[SUPPLIED INFORMATION]

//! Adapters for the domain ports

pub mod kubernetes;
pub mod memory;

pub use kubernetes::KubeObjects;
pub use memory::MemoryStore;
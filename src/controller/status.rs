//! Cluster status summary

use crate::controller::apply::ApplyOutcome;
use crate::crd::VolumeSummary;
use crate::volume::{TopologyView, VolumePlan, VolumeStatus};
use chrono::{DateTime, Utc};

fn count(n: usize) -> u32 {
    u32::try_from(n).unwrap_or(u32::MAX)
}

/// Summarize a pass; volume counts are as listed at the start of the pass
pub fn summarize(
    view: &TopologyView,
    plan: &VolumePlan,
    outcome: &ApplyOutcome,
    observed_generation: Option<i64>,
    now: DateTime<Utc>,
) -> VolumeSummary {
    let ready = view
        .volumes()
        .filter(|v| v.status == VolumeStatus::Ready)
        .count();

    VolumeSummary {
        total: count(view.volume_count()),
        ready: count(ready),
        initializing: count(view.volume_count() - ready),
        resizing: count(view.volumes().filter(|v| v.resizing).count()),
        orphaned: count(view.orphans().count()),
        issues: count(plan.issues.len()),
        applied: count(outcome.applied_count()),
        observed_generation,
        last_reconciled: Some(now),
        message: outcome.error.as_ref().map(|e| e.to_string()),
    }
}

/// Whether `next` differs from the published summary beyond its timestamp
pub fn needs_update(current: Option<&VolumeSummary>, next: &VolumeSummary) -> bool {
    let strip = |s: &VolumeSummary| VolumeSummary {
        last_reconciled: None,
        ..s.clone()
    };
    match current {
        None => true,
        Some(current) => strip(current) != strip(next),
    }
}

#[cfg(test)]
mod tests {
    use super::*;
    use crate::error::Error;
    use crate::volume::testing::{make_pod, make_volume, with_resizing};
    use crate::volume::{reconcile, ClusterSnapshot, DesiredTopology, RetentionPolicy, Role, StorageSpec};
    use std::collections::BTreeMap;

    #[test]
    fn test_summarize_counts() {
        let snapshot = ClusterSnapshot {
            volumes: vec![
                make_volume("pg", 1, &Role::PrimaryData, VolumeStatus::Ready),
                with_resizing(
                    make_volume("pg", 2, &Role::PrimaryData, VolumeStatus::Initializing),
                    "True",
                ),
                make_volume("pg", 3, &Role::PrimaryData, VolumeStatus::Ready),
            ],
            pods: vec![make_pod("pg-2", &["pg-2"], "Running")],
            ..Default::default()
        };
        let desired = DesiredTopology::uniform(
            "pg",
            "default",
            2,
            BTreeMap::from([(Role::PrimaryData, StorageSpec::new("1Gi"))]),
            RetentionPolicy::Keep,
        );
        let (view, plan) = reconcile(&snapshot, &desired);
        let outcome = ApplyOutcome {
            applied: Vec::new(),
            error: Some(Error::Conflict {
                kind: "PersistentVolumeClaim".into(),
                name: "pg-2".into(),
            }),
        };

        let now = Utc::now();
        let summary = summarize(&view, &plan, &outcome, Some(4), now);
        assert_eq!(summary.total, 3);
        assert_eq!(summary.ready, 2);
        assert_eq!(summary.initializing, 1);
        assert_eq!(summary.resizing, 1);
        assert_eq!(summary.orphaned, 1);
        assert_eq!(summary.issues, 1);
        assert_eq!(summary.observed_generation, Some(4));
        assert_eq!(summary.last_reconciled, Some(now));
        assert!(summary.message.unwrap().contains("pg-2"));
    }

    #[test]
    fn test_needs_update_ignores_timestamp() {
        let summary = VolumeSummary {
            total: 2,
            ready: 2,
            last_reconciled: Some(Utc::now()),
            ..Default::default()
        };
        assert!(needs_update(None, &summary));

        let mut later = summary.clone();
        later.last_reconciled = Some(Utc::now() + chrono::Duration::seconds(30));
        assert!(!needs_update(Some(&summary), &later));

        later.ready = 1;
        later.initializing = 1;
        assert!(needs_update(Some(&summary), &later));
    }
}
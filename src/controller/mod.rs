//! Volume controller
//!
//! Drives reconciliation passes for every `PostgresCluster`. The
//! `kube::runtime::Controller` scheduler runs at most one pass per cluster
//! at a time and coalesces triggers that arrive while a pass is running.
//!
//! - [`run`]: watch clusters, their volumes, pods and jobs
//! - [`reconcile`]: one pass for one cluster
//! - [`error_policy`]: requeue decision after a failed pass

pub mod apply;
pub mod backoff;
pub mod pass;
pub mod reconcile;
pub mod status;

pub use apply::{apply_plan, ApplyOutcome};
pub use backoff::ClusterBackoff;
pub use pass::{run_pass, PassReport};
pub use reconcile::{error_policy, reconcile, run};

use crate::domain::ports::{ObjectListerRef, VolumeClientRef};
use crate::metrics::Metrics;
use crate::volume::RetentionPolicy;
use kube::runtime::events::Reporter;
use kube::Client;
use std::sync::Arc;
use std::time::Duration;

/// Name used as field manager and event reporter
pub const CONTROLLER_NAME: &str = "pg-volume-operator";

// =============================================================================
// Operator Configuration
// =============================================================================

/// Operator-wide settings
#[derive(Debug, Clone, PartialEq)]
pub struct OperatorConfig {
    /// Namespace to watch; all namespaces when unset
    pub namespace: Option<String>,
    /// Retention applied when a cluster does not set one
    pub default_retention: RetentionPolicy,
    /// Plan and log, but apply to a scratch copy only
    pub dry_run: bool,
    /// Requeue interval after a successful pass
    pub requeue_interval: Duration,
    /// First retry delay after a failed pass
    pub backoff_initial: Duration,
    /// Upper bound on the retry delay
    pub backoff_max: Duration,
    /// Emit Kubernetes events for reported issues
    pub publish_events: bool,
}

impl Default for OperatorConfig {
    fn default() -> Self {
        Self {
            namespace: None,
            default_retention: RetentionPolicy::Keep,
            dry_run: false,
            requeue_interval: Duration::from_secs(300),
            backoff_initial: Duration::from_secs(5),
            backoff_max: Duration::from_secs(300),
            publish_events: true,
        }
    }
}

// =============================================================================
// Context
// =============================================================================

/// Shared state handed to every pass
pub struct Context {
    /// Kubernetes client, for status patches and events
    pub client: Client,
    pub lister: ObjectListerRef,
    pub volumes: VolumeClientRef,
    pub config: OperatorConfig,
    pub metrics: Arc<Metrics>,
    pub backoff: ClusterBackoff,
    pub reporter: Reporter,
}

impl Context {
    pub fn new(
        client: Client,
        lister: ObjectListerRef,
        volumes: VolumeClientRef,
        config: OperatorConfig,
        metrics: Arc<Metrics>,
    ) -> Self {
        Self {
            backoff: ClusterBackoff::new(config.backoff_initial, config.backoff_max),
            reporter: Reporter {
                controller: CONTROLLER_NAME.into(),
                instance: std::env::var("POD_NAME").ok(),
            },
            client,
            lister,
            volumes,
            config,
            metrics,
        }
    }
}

[/SUPPLIED INFORMATION]

PROBLEM REQUIREMENTS:
Exactly as it appears above, write out the complete listing.

SOLUTION:
//! Adapters for the domain ports

pub mod kubernetes;
pub mod memory;

pub use kubernetes::KubeObjects;
pub use memory::MemoryStore;
filename src/controller/status.rs
//! Cluster status summary

use crate::controller::apply::ApplyOutcome;
use crate::crd::VolumeSummary;
use crate::volume::{TopologyView, VolumePlan, VolumeStatus};
use chrono::{DateTime, Utc};

fn count(n: usize) -> u32 {
    u32::try_from(n).unwrap_or(u32::MAX)
}

/// Summarize a pass; volume counts are as listed at the start of the pass
pub fn summarize(
    view: &TopologyView,
    plan: &VolumePlan,
    outcome: &ApplyOutcome,
    observed_generation: Option<i64>,
    now: DateTime<Utc>,
) -> VolumeSummary {
    let ready = view
        .volumes()
        .filter(|v| v.status == VolumeStatus::Ready)
        .count();

    VolumeSummary {
        total: count(view.volume_count()),
        ready: count(ready),
        initializing: count(view.volume_count() - ready),
        resizing: count(view.volumes().filter(|v| v.resizing).count()),
        orphaned: count(view.orphans().count()),
        issues: count(plan.issues.len()),
        applied: count(outcome.applied_count()),
        observed_generation,
        last_reconciled: Some(now),
        message: outcome.error.as_ref().map(|e| e.to_string()),
    }
}

/// Whether `next` differs from the published summary beyond its timestamp
pub fn needs_update(current: Option<&VolumeSummary>, next: &VolumeSummary) -> bool {
    let strip = |s: &VolumeSummary| VolumeSummary {
        last_reconciled: None,
        ..s.clone()
    };
    match current {
        None => true,
        Some(current) => strip(current) != strip(next),
    }
}

#[cfg(test)]
mod tests {
    use super::*;
    use crate::error::Error;
    use crate::volume::testing::{make_pod, make_volume, with_resizing};
    use crate::volume::{reconcile, ClusterSnapshot, DesiredTopology, RetentionPolicy, Role, StorageSpec};
    use std::collections::BTreeMap;

    #[test]
    fn test_summarize_counts() {
        let snapshot = ClusterSnapshot {
            volumes: vec![
                make_volume("pg", 1, &Role::PrimaryData, VolumeStatus::Ready),
                with_resizing(
                    make_volume("pg", 2, &Role::PrimaryData, VolumeStatus::Initializing),
                    "True",
                ),
                make_volume("pg", 3, &Role::PrimaryData, VolumeStatus::Ready),
            ],
            pods: vec![make_pod("pg-2", &["pg-2"], "Running")],
            ..Default::default()
        };
        let desired = DesiredTopology::uniform(
            "pg",
            "default",
            2,
            BTreeMap::from([(Role::PrimaryData, StorageSpec::new("1Gi"))]),
            RetentionPolicy::Keep,
        );
        let (view, plan) = reconcile(&snapshot, &desired);
        let outcome = ApplyOutcome {
            applied: Vec::new(),
            error: Some(Error::Conflict {
                kind: "PersistentVolumeClaim".into(),
                name: "pg-2".into(),
            }),
        };

        let now = Utc::now();
        let summary = summarize(&view, &plan, &outcome, Some(4), now);
        assert_eq!(summary.total, 3);
        assert_eq!(summary.ready, 2);
        assert_eq!(summary.initializing, 1);
        assert_eq!(summary.resizing, 1);
        assert_eq!(summary.orphaned, 1);
        assert_eq!(summary.issues, 1);
        assert_eq!(summary.observed_generation, Some(4));
        assert_eq!(summary.last_reconciled, Some(now));
        assert!(summary.message.unwrap().contains("pg-2"));
    }

    #[test]
    fn test_needs_update_ignores_timestamp() {
        let summary = VolumeSummary {
            total: 2,
            ready: 2,
            last_reconciled: Some(Utc::now()),
            ..Default::default()
        };
        assert!(needs_update(None, &summary));

        let mut later = summary.clone();
        later.last_reconciled = Some(Utc::now() + chrono::Duration::seconds(30));
        assert!(!needs_update(Some(&summary), &later));

        later.ready = 1;
        later.initializing = 1;
        assert!(needs_update(Some(&summary), &later));
    }
}
filename src/controller/mod.rs
//! Volume controller
//!
//! Drives reconciliation passes for every `PostgresCluster`. The
//! `kube::runtime::Controller` scheduler runs at most one pass per cluster
//! at a time and coalesces triggers that arrive while a pass is running.
//!
//! - [`run`]: watch clusters, their volumes, pods and jobs
//! - [`reconcile`]: one pass for one cluster
//! - [`error_policy`]: requeue decision after a failed pass

pub mod apply;
pub mod backoff;
pub mod pass;
pub mod reconcile;
pub mod status;

pub use apply::{apply_plan, ApplyOutcome};
pub use backoff::ClusterBackoff;
pub use pass::{run_pass, PassReport};
pub use reconcile::{error_policy, reconcile, run};

use crate::domain::ports::{ObjectListerRef, VolumeClientRef};
use crate::metrics::Metrics;
use crate::volume::RetentionPolicy;
use kube::runtime::events::Reporter;
use kube::Client;
use std::sync::Arc;
use std::time::Duration;

/// Name used as field manager and event reporter
pub const CONTROLLER_NAME: &str = "pg-volume-operator";

// =============================================================================
// Operator Configuration
// =============================================================================

/// Operator-wide settings
#[derive(Debug, Clone, PartialEq)]
pub struct OperatorConfig {
    /// Namespace to watch; all namespaces when unset
    pub namespace: Option<String>,
    /// Retention applied when a cluster does not set one
    pub default_retention: RetentionPolicy,
    /// Plan and log, but apply to a scratch copy only
    pub dry_run: bool,
    /// Requeue interval after a successful pass
    pub requeue_interval: Duration,
    /// First retry delay after a failed pass
    pub backoff_initial: Duration,
    /// Upper bound on the retry delay
    pub backoff_max: Duration,
    /// Emit Kubernetes events for reported issues
    pub publish_events: bool,
}

impl Default for OperatorConfig {
    fn default() -> Self {
        Self {
            namespace: None,
            default_retention: RetentionPolicy::Keep,
            dry_run: false,
            requeue_interval: Duration::from_secs(300),
            backoff_initial: Duration::from_secs(5),
            backoff_max: Duration::from_secs(300),
            publish_events: true,
        }
    }
}

// =============================================================================
// Context
// =============================================================================

/// Shared state handed to every pass
pub struct Context {
    /// Kubernetes client, for status patches and events
    pub client: Client,
    pub lister: ObjectListerRef,
    pub volumes: VolumeClientRef,
    pub config: OperatorConfig,
    pub metrics: Arc<Metrics>,
    pub backoff: ClusterBackoff,
    pub reporter: Reporter,
}

impl Context {
    pub fn new(
        client: Client,
        lister: ObjectListerRef,
        volumes: VolumeClientRef,
        config: OperatorConfig,
        metrics: Arc<Metrics>,
    ) -> Self {
        Self {
            backoff: ClusterBackoff::new(config.backoff_initial, config.backoff_max),
            reporter: Reporter {
                controller: CONTROLLER_NAME.into(),
                instance: std::env::var("POD_NAME").ok(),
            },
            client,
            lister,
            volumes,
            config,
            metrics,
        }
    }
}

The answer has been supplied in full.